Brief: Write each line again exactly as it is, from the opening line of the records below through the one containing "it: its links", and add nothing.

□ □ □ □

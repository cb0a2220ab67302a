//! The merged table produced by a diff.

use super::{sum_by_class, DiffClass, DiffSums};
use crate::model::{ColumnInfo, RowLink, SortLevel, Table, TableRef, TableUid, Value};
use std::cell::Cell;

/// Where a merged column reads its values from.
#[derive(Debug, Clone, Copy, PartialEq, Eq)]
pub(crate) enum MergedColumn {
    /// The classification label.
    Class,
    /// A column both sides share.
    Shared { first: usize, second: usize },
    /// Newer minus older value of a shared size column.
    Delta { first: usize, second: usize },
}

/// Source rows behind one merged row. At least one side is present.
#[derive(Debug, Clone, Copy, PartialEq, Eq)]
pub(crate) struct MergedRow {
    first: Option<usize>,
    second: Option<usize>,
}

impl MergedRow {
    pub(crate) fn both(first: usize, second: usize) -> Self {
        Self {
            first: Some(first),
            second: Some(second),
        }
    }

    pub(crate) fn first_only(first: usize) -> Self {
        Self {
            first: Some(first),
            second: None,
        }
    }

    pub(crate) fn second_only(second: usize) -> Self {
        Self {
            first: None,
            second: Some(second),
        }
    }
}

/// Rows of two tables merged by key and tagged with a [`DiffClass`].
///
/// Paired rows show the newer side's values. Which side is newer is a flag,
/// so [`DiffTable::on_snapshots_swapped`] flips classifications and values
/// without pairing rows again.
///
/// The diff table is a base table for everything derived from it: its links
/// name merged rows and its `origin` is its own uid.
#[derive(Debug)]
pub struct DiffTable {
    uid: TableUid,
    first: TableRef,
    second: TableRef,
    first_is_older: Cell<bool>,
    columns: Vec<ColumnInfo>,
    sources: Vec<MergedColumn>,
    rows: Vec<MergedRow>,
    default_sort: Vec<SortLevel>,
}

impl DiffTable {
    pub(crate) fn new(
        first: TableRef,
        second: TableRef,
        first_is_older: bool,
        columns: Vec<ColumnInfo>,
        sources: Vec<MergedColumn>,
        rows: Vec<MergedRow>,
        default_sort: Vec<SortLevel>,
    ) -> Self {
        Self {
            uid: TableUid::next(),
            first,
            second,
            first_is_older: Cell::new(first_is_older),
            columns,
            sources,
            rows,
            default_sort,
        }
    }

    /// First source table.
    pub fn first(&self) -> &TableRef {
        &self.first
    }

    /// Second source table.
    pub fn second(&self) -> &TableRef {
        &self.second
    }

    /// Whether the first table is the older snapshot.
    pub fn first_is_older(&self) -> bool {
        self.first_is_older.get()
    }

    /// Flip the older/newer orientation.
    pub fn on_snapshots_swapped(&self) {
        self.first_is_older.set(!self.first_is_older.get());
    }

    /// Classification of `row`.
    pub fn class_of(&self, row: usize) -> DiffClass {
        let merged = self.rows[row];
        let class = match (merged.first, merged.second) {
            (Some(_), Some(_)) => DiffClass::Same,
            (Some(_), None) => DiffClass::Deleted,
            (None, _) => DiffClass::New,
        };
        if self.first_is_older() {
            class
        } else {
            class.swapped()
        }
    }

    /// Row of the first table behind `row`, if any.
    pub fn first_row(&self, row: usize) -> Option<usize> {
        self.rows[row].first
    }

    /// Row of the second table behind `row`, if any.
    pub fn second_row(&self, row: usize) -> Option<usize> {
        self.rows[row].second
    }

    /// Size totals over every row.
    pub fn sums(&self) -> DiffSums {
        sum_by_class(self).unwrap_or_default()
    }

    /// (older, newer) source cells of `row`; missing sides are `None`.
    fn sides(&self, row: usize, first: usize, second: usize) -> (Option<Value>, Option<Value>) {
        let merged = self.rows[row];
        let a = merged.first.map(|r| self.first.cell(r, first));
        let b = merged.second.map(|r| self.second.cell(r, second));
        if self.first_is_older() {
            (a, b)
        } else {
            (b, a)
        }
    }
}

impl Table for DiffTable {
    fn origin(&self) -> TableUid {
        self.uid
    }

    fn name(&self) -> &str {
        self.first.name()
    }

    fn columns(&self) -> &[ColumnInfo] {
        &self.columns
    }

    fn row_count(&self) -> usize {
        self.rows.len()
    }

    fn cell(&self, row: usize, col: usize) -> Value {
        match self.sources[col] {
            MergedColumn::Class => Value::str(self.class_of(row).label()),
            MergedColumn::Shared { first, second } => {
                let (older, newer) = self.sides(row, first, second);
                newer.or(older).unwrap_or_default()
            }
            MergedColumn::Delta { first, second } => {
                let (older, newer) = self.sides(row, first, second);
                let older = older.and_then(|v| v.as_i64()).unwrap_or(0);
                let newer = newer.and_then(|v| v.as_i64()).unwrap_or(0);
                Value::I64(newer.saturating_sub(older))
            }
        }
    }

    fn default_sort(&self) -> &[SortLevel] {
        &self.default_sort
    }

    fn link_to(&self, row: usize) -> Option<RowLink> {
        (row < self.rows.len()).then_some(RowLink::Row {
            origin: self.uid,
            row,
        })
    }

    fn find_link(&self, link: &RowLink) -> Option<usize> {
        match *link {
            RowLink::Row { origin, row } if origin == self.uid && row < self.rows.len() => {
                Some(row)
            }
            _ => None,
        }
    }
}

□ □ □ □

Written answer:
repository cb0a2220ab67302a
//! The merged table produced by a diff.

use super::{sum_by_class, DiffClass, DiffSums};
use crate::model::{ColumnInfo, RowLink, SortLevel, Table, TableRef, TableUid, Value};
use std::cell::Cell;

/// Where a merged column reads its values from.
#[derive(Debug, Clone, Copy, PartialEq, Eq)]
pub(crate) enum MergedColumn {
    /// The classification label.
    Class,
    /// A column both sides share.
    Shared { first: usize, second: usize },
    /// Newer minus older value of a shared size column.
    Delta { first: usize, second: usize },
}

/// Source rows behind one merged row. At least one side is present.
#[derive(Debug, Clone, Copy, PartialEq, Eq)]
pub(crate) struct MergedRow {
    first: Option<usize>,
    second: Option<usize>,
}

impl MergedRow {
    pub(crate) fn both(first: usize, second: usize) -> Self {
        Self {
            first: Some(first),
            second: Some(second),
        }
    }

    pub(crate) fn first_only(first: usize) -> Self {
        Self {
            first: Some(first),
            second: None,
        }
    }

    pub(crate) fn second_only(second: usize) -> Self {
        Self {
            first: None,
            second: Some(second),
        }
    }
}

/// Rows of two tables merged by key and tagged with a [`DiffClass`].
///
/// Paired rows show the newer side's values. Which side is newer is a flag,
/// so [`DiffTable::on_snapshots_swapped`] flips classifications and values
/// without pairing rows again.
///
/// The diff table is a base table for everything derived from it: its links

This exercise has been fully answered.